Management fees and operating expenses charged to the Plan for investments in the mutual funds are deducted from income earned on those investment funds and are not separately stated. Consequently, management fees and operating expenses are reflected as a reduction of investment return for such investments.

Administrative Expenses - Certain administrative expenses of the Plan are paid by the Company as provided in the Plan Document.

Payment of Benefits - Benefit payments to participants are recorded when paid.


6



Updates to the Accounting Standards Codification (Codification)

In September 2010, the FASB issued authoritative guidance providing for the classification and measurement of participant loans by defined contribution pension plans. Participant loans were previously classified as investments in accordance with the defined contribution pension plan guidance, which required most investments held by the plan to be presented at fair value. The amendments in this update require that participant loans be classified as notes receivable from participants, which are segregated from plan investments and measured at their unpaid principal balance plus any accrued but unpaid interest. The adoption of the guidance became effective for Plan years ending after December 15, 2010 and was applied retrospectively in the Statements of Net Assets Available for Benefits.

In January 2010, the Financial Accounting Standards Board (“FASB”) issued Accounting Standards Update No. 2010-06 “Fair Value Measurements and Disclosures: Improving Disclosures about Fair Value Measurements”, (“ASU 2010-06”) which provides a greater level of disaggregated information and more robust disclosures about valuation techniques and inputs to fair value measurements, transfers in and out of Level 1 and Level 2, and the separate presentation of information in Level 3 reconciliations on a gross basis rather than net. New disclosures and clarifications of existing disclosures are effective for interim and annual reporting periods beginning after December 15, 2009, Level 3 disclosures are effective for fiscal years beginning after December 15, 2010. Adoption of ASU 2010-06 had no material impact on the Plan's financial statements but expanded disclosures about certain fair value measurements.

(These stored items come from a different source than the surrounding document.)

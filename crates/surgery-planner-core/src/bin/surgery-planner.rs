//! Plan a batch of cases from the command line.
//!
//! ```text
//! surgery-planner <cases.json> [config.json]
//! ```
//!
//! `cases.json` holds an array of case payloads. The plan is printed to
//! stdout as JSON; logs go to stderr and follow `RUST_LOG`.

use std::path::PathBuf;

use anyhow::{bail, Context, Result};
use surgery_planner_core::{PlannerConfig, RawCase, SurgeryPlanner};
use tracing_subscriber::EnvFilter;

fn main() -> Result<()> {
    tracing_subscriber::fmt()
        .with_env_filter(EnvFilter::try_from_default_env().unwrap_or_else(|_| EnvFilter::new("info")))
        .with_writer(std::io::stderr)
        .init();

    let mut args = std::env::args_os().skip(1);
    let Some(cases_path) = args.next().map(PathBuf::from) else {
        bail!("usage: surgery-planner <cases.json> [config.json]");
    };
    let config = match args.next() {
        Some(path) => PlannerConfig::load(&path)
            .with_context(|| format!("loading config {}", PathBuf::from(&path).display()))?,
        None => PlannerConfig::default(),
    };

    let json = std::fs::read_to_string(&cases_path)
        .with_context(|| format!("reading {}", cases_path.display()))?;
    let raws: Vec<RawCase> = serde_json::from_str(&json)
        .with_context(|| format!("parsing {}", cases_path.display()))?;

    let planner = SurgeryPlanner::from_config(&config).context("building planner")?;
    let outcome = planner.plan(&raws)?;

    let priorities: Vec<_> = outcome
        .priorities
        .iter()
        .map(|(id, priority)| serde_json::json!({ "id": id, "priority": priority.label() }))
        .collect();
    let rejected: Vec<String> = outcome.rejected.iter().map(ToString::to_string).collect();

    let report = serde_json::json!({
        "schedule": outcome.schedule,
        "priorities": priorities,
        "held": outcome.held,
        "rejected": rejected,
    });
    println!("{}", serde_json::to_string_pretty(&report)?);
    Ok(())
}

3.    FAIR VALUE MEASUREMENTS

The fund's investments are reported at fair value, which is the price that would be received to sell an asset or paid to transfer a liability in an orderly transaction between market participants at the measurement date.

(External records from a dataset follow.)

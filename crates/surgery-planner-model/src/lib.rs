//! Priority model wrapper for the surgery planner.
//!
//! This crate evaluates tree-ensemble artifacts exported by the offline
//! training pipeline. It knows nothing about cases or priority labels: it maps
//! an 8-element feature vector to a raw ordinal class.

pub mod forest;
pub mod model;

pub use forest::*;
pub use model::*;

Fair Value Measurements and Disclosures Topic of the Codification provide the framework for measuring fair value and includes a hierarchy used to classify the inputs in measuring fair value. The hierarchy prioritizes the inputs used in determining valuations into three levels. The asset or liability's fair value measurement level within the fair value hierarchy is based on the lowest level of any input that is significant to the fair value measurement. Valuation techniques used need to maximize the use of observable inputs and minimize the use of unobservable inputs.

The levels of the fair value hierarchy are as follows:
 
Level 1
Fair Value is based on unadjusted quoted prices in active markets that are accessible to the Plan for identical assets. These generally provide the most reliable evidence and are used to measure fair value whenever available.
 
 
 
 
Level 2
Fair Value is based on significant inputs, other than Level 1 inputs, that are observable either directly or indirectly for substantially the full term of the asset through corroboration with observable market data. Level 2 inputs include quoted market prices in active markets for similar assets, quoted market prices in markets that are not active for identical or similar assets, and other observable inputs.
 
 
 
 
Level 3
Fair Value would be based on significant unobservable inputs. Examples of valuation methodologies that would result in Level 3 classification include option pricing models, discounted cash flows, and other similar techniques.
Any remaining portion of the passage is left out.